*** Begin section ***

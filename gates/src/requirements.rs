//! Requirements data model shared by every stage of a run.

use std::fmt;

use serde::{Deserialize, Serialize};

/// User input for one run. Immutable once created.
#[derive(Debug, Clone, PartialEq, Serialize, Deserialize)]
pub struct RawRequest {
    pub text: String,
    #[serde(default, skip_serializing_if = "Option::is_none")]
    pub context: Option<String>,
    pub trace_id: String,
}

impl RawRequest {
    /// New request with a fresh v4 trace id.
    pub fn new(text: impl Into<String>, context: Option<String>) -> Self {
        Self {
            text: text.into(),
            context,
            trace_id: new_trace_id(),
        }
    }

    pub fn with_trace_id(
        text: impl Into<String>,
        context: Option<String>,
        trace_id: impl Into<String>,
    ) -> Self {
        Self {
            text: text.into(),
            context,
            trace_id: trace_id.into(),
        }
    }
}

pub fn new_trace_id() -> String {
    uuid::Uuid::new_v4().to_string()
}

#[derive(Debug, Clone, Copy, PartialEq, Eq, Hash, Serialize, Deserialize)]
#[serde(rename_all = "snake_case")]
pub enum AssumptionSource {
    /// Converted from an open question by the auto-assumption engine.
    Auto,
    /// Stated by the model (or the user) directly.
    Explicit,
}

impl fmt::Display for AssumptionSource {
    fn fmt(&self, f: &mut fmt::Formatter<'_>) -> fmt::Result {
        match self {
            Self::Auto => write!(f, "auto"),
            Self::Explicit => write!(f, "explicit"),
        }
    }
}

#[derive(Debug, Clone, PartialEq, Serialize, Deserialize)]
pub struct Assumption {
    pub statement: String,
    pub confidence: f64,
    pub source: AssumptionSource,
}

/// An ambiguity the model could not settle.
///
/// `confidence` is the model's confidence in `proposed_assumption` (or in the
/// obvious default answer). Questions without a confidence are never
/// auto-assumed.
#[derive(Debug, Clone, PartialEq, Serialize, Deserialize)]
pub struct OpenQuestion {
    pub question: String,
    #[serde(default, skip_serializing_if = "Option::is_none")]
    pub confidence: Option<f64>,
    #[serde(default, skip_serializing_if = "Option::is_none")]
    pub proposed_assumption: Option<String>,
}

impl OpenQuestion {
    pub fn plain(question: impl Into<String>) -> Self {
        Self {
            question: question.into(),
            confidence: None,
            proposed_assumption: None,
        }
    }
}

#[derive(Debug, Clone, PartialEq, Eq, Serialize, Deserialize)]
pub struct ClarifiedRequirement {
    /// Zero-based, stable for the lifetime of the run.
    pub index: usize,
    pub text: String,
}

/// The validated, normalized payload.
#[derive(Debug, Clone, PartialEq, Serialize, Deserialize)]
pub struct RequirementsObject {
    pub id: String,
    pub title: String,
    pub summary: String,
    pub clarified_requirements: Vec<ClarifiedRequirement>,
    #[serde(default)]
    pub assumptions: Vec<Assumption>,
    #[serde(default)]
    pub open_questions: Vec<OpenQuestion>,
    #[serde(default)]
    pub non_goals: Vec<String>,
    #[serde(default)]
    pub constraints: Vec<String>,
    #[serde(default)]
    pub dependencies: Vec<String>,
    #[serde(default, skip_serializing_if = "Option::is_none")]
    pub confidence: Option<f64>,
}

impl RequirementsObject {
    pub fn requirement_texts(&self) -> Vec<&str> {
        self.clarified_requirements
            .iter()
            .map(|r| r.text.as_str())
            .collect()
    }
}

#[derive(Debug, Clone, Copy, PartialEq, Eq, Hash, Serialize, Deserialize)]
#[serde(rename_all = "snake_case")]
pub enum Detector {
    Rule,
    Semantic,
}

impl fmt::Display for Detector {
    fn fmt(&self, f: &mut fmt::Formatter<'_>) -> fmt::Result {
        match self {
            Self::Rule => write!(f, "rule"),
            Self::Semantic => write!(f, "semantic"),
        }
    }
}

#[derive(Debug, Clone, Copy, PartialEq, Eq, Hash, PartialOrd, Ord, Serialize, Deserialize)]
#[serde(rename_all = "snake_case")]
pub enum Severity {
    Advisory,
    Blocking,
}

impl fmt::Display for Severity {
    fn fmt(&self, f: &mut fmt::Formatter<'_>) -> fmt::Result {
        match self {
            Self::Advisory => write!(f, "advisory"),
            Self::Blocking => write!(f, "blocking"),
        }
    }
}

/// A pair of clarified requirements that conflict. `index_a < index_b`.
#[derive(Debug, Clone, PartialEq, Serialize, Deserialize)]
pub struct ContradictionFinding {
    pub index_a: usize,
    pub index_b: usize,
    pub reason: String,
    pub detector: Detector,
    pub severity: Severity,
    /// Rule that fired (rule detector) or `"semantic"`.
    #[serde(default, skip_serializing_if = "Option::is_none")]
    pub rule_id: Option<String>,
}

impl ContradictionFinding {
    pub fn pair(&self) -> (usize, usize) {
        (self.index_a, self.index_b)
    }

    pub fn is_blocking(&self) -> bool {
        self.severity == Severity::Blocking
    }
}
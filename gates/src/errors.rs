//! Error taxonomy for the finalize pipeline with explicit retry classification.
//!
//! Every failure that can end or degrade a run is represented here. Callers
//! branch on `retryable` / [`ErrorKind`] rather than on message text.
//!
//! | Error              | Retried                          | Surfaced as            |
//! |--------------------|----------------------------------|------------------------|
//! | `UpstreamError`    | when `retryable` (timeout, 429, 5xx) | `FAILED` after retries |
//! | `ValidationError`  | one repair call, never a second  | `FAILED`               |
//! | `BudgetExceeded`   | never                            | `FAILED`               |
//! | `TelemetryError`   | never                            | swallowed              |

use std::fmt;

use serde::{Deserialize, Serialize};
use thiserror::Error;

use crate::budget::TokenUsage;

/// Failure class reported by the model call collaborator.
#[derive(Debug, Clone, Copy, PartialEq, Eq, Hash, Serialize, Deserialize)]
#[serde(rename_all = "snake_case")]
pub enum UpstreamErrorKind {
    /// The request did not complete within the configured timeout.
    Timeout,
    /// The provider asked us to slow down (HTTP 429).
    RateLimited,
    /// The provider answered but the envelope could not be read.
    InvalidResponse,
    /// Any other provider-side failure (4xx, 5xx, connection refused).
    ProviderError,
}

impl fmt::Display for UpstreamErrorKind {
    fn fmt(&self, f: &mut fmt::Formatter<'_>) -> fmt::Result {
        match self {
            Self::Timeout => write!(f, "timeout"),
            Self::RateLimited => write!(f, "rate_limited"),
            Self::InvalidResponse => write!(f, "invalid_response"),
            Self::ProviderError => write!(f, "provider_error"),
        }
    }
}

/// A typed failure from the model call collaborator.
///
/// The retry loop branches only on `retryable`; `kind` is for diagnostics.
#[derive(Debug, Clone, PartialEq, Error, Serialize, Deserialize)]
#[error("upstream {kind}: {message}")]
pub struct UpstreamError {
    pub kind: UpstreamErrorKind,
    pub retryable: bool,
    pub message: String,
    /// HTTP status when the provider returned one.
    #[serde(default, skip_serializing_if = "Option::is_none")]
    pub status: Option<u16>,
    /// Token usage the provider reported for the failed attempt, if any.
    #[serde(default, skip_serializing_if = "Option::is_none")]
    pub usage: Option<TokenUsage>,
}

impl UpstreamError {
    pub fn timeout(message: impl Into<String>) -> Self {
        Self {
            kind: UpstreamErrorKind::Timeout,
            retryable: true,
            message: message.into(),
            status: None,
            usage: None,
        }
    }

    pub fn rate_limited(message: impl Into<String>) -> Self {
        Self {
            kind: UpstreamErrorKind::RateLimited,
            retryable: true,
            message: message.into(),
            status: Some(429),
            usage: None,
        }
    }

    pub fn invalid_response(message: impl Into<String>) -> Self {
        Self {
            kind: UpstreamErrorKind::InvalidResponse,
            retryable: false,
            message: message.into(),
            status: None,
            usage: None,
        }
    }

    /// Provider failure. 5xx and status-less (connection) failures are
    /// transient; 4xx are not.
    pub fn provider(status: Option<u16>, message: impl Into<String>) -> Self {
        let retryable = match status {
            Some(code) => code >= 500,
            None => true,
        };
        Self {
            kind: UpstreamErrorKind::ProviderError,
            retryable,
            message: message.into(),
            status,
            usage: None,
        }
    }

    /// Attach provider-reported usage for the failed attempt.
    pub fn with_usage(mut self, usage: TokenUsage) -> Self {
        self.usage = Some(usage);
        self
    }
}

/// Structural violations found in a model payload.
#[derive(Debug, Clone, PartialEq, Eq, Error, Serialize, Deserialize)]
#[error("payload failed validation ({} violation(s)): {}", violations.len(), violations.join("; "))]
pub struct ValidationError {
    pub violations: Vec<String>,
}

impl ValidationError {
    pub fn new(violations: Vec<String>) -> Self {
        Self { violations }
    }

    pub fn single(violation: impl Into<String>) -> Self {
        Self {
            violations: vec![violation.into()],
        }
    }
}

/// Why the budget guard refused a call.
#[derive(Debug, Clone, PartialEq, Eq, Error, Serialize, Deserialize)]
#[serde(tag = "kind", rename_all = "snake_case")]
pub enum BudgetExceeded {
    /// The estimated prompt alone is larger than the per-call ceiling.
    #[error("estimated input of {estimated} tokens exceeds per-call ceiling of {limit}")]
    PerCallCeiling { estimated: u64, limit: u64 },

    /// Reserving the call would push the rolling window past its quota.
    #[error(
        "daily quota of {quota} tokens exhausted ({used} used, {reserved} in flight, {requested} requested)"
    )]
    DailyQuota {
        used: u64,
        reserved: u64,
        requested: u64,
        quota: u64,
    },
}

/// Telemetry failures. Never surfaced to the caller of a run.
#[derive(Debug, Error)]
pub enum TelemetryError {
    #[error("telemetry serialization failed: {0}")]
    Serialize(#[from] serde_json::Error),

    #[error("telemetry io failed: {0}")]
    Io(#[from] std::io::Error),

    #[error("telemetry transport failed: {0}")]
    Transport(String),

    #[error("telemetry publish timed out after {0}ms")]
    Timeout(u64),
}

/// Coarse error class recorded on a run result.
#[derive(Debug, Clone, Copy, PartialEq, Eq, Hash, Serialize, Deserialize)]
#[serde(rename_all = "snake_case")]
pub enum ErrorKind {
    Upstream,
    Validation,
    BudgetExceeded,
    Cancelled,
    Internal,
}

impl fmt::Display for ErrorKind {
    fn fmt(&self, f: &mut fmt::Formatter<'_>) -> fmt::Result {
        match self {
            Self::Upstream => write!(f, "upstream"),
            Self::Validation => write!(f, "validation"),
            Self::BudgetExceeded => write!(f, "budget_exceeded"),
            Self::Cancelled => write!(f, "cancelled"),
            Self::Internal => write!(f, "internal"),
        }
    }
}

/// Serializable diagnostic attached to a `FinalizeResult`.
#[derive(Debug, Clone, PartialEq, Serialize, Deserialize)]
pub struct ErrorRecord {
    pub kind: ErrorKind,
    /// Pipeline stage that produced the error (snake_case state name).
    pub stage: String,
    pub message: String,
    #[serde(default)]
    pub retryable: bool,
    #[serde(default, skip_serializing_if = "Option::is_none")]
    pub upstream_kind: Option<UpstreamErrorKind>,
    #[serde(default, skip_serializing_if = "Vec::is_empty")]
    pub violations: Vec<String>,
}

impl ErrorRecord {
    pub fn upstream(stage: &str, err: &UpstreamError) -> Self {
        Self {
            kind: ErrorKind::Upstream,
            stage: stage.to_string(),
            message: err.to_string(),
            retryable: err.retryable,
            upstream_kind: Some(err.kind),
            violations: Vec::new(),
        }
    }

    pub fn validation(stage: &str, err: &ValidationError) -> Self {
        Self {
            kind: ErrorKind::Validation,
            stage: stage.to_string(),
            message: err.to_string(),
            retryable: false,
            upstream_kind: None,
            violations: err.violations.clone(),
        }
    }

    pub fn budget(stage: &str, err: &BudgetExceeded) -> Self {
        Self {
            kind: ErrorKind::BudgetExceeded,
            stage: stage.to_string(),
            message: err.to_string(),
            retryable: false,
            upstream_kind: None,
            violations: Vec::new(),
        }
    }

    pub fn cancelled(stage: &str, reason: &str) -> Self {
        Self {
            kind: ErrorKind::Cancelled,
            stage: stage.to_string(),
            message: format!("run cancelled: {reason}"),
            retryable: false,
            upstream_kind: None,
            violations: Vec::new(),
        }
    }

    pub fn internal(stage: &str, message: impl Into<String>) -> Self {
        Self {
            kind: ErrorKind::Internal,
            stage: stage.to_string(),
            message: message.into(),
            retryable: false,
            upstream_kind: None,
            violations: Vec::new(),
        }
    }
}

*** End section ***

Work instructions: Copy every line that contains "HTTP" from the listing above.

Exercise output:
    /// The provider asked us to slow down (HTTP 429).
    /// HTTP status when the provider returned one.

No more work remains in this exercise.